What do you want to do as head of Amrae?
Amrae will have a seminar in September where we will try to define our standpoint and our goals. A lot has already been achieved by my predecessors, so it’s not about a revolution of Amrae’s approach, it’s about consolidating what has already been done. Amrae works for its members, who are risk managers, we always have to think about their needs so we will identify the key risks that are affecting their companies. We also have to keep an open mind and see how the internationalisation of the world affects companies and how we can gather and use the experience of others.
How do you see the profession in five years?
I think the profession will become more and more recognised. There has already been a notable evolution in the risk management industry. Twenty years ago people only talked about insurance and insurance buyers were often connected to the commercial director. Then companies realised that this was a complex subject that demanded some judicial or compliance knowledge and so insurance management became linked to compliance. After another few years companies realised that there was not only a judicial side but also a financial side to risk that was becoming more and more important. In my personal case I went from being an insurance director to a risk manager. In the near future the risk manager will be someone who is connected to the CEO or the general management and will give a global perspective not only of risks but also of how risks can be managed.
Is communication within a company a key risk?
The personal qualities of the risk manager, especially that of communication, are very important. You can be a good risk manager, but you will be less successful if you are in a company that has communication problems.
Do you think it’s difficult to measure the performance of a risk manager?
I think you have to put in place an evaluation method. A risk manager should be evaluated by how he/she mitigates and prevents risks. The job of the risk manager is not to eliminate risk, a risk level of zero is impossible, their job is to diminish the level of risk and that’s what is important.
What are the key financial risks affecting risk managers?
That depends on whether you are talking in terms of balance sheet or in terms of operating costs. In terms of the balance sheet the financial risks are linked to capital and attacks on capital levels. In terms of operating costs the risks are related to loss of market share and loss of knowledge and knowhow. Of course you always have other financial risks such as exchange rate risk but one risk that is important in my opinion, and has been compounded by the financial crisis and could reappear, is counterparty risk. So you borrow from a bank or you lend to a bank and you’re not sure if you will be reimbursed, or possibly the bank won’t be able to lend you as much money as you need.
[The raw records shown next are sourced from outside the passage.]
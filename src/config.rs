//! Configuration Module
//!
//! Handles loading and managing server configuration from environment variables.

use std::env;
use std::path::PathBuf;
use std::time::Duration;

use crate::cache::CacheOptions;
use crate::persist::PersistOptions;

/// Server configuration parameters.
///
/// All values can be configured via environment variables with sensible defaults.
#[derive(Debug, Clone)]
pub struct Config {
    /// Snapshot file name of the served cache
    pub cache_name: String,
    /// Directory holding the snapshot, None = home directory
    pub cache_dir: Option<PathBuf>,
    /// Maximum number of entries the cache can hold
    pub max_entries: usize,
    /// Maximum total entry size, None = unbounded
    pub max_size: Option<u64>,
    /// Default TTL in seconds for entries without explicit TTL, 0 = none
    pub default_ttl: u64,
    /// HTTP server port
    pub server_port: u16,
    /// Background stale purge interval in seconds
    pub purge_interval: u64,
}

impl Config {
    /// Creates a new Config by loading values from environment variables.
    ///
    /// # Environment Variables
    /// - `CACHE_NAME` - Snapshot file name (default: fs-cache.json)
    /// - `CACHE_DIR` - Snapshot directory (default: home directory)
    /// - `MAX_ENTRIES` - Maximum cache entries (default: 1000)
    /// - `MAX_SIZE` - Maximum total entry size (default: unbounded)
    /// - `DEFAULT_TTL` - Default TTL in seconds (default: 300)
    /// - `SERVER_PORT` - HTTP server port (default: 3000)
    /// - `PURGE_INTERVAL` - Stale purge frequency in seconds (default: 1)
    pub fn from_env() -> Self {
        let defaults = Self::default();
        Self {
            cache_name: env::var("CACHE_NAME")
                .ok()
                .filter(|v| !v.is_empty())
                .unwrap_or(defaults.cache_name),
            cache_dir: env::var_os("CACHE_DIR")
                .filter(|v| !v.is_empty())
                .map(PathBuf::from),
            max_entries: parse_var("MAX_ENTRIES").unwrap_or(defaults.max_entries),
            max_size: parse_var("MAX_SIZE"),
            default_ttl: parse_var("DEFAULT_TTL").unwrap_or(defaults.default_ttl),
            server_port: parse_var("SERVER_PORT").unwrap_or(defaults.server_port),
            purge_interval: parse_var("PURGE_INTERVAL").unwrap_or(defaults.purge_interval),
        }
    }

    /// Builds the in-memory store options.
    pub fn cache_options(&self) -> CacheOptions {
        CacheOptions {
            max_entries: Some(self.max_entries),
            max_size: self.max_size,
            default_ttl: (self.default_ttl > 0).then(|| Duration::from_secs(self.default_ttl)),
            ..CacheOptions::default()
        }
    }

    /// Builds the persistence options.
    pub fn persist_options(&self) -> PersistOptions {
        PersistOptions {
            cache_name: self.cache_name.clone(),
            cache_dir: self.cache_dir.clone(),
            cache: self.cache_options(),
        }
    }
}

fn parse_var<T: std::str::FromStr>(name: &str) -> Option<T> {
    env::var(name).ok().and_then(|v| v.parse().ok())
}

impl Default for Config {
    fn default() -> Self {
        Self {
            cache_name: "fs-cache.json".to_string(),
            cache_dir: None,
            max_entries: 1000,
            max_size: None,
            default_ttl: 300,
            server_port: 3000,
            purge_interval: 1,
        }
    }
}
I think that with the financial crisis, the European debt crisis and the establishment of Basel 3 businesses will have difficulty finding counterparty financing.
Do you communicate with other European risk managers outside Europe?
This is something we want to develop at Amrae. More communication with European risk managers is important as it allows an exchange of information, of benchmarks and the exchange of best practice which allows risk managers to be more efficient.
Cyber risk is obviously something that we have seen a lot of recently. Do you think companies understand the gravity of this risk?
I think they understand but they are quite vulnerable to this risk. I saw recently that the Fox news feed on twitter was hacked and that it announced the death of Barack Obama. An important risk is that of a cyber attack which paralyses a company’s computer systems making it impossible for them to receive orders and queries or buy materials for days on end.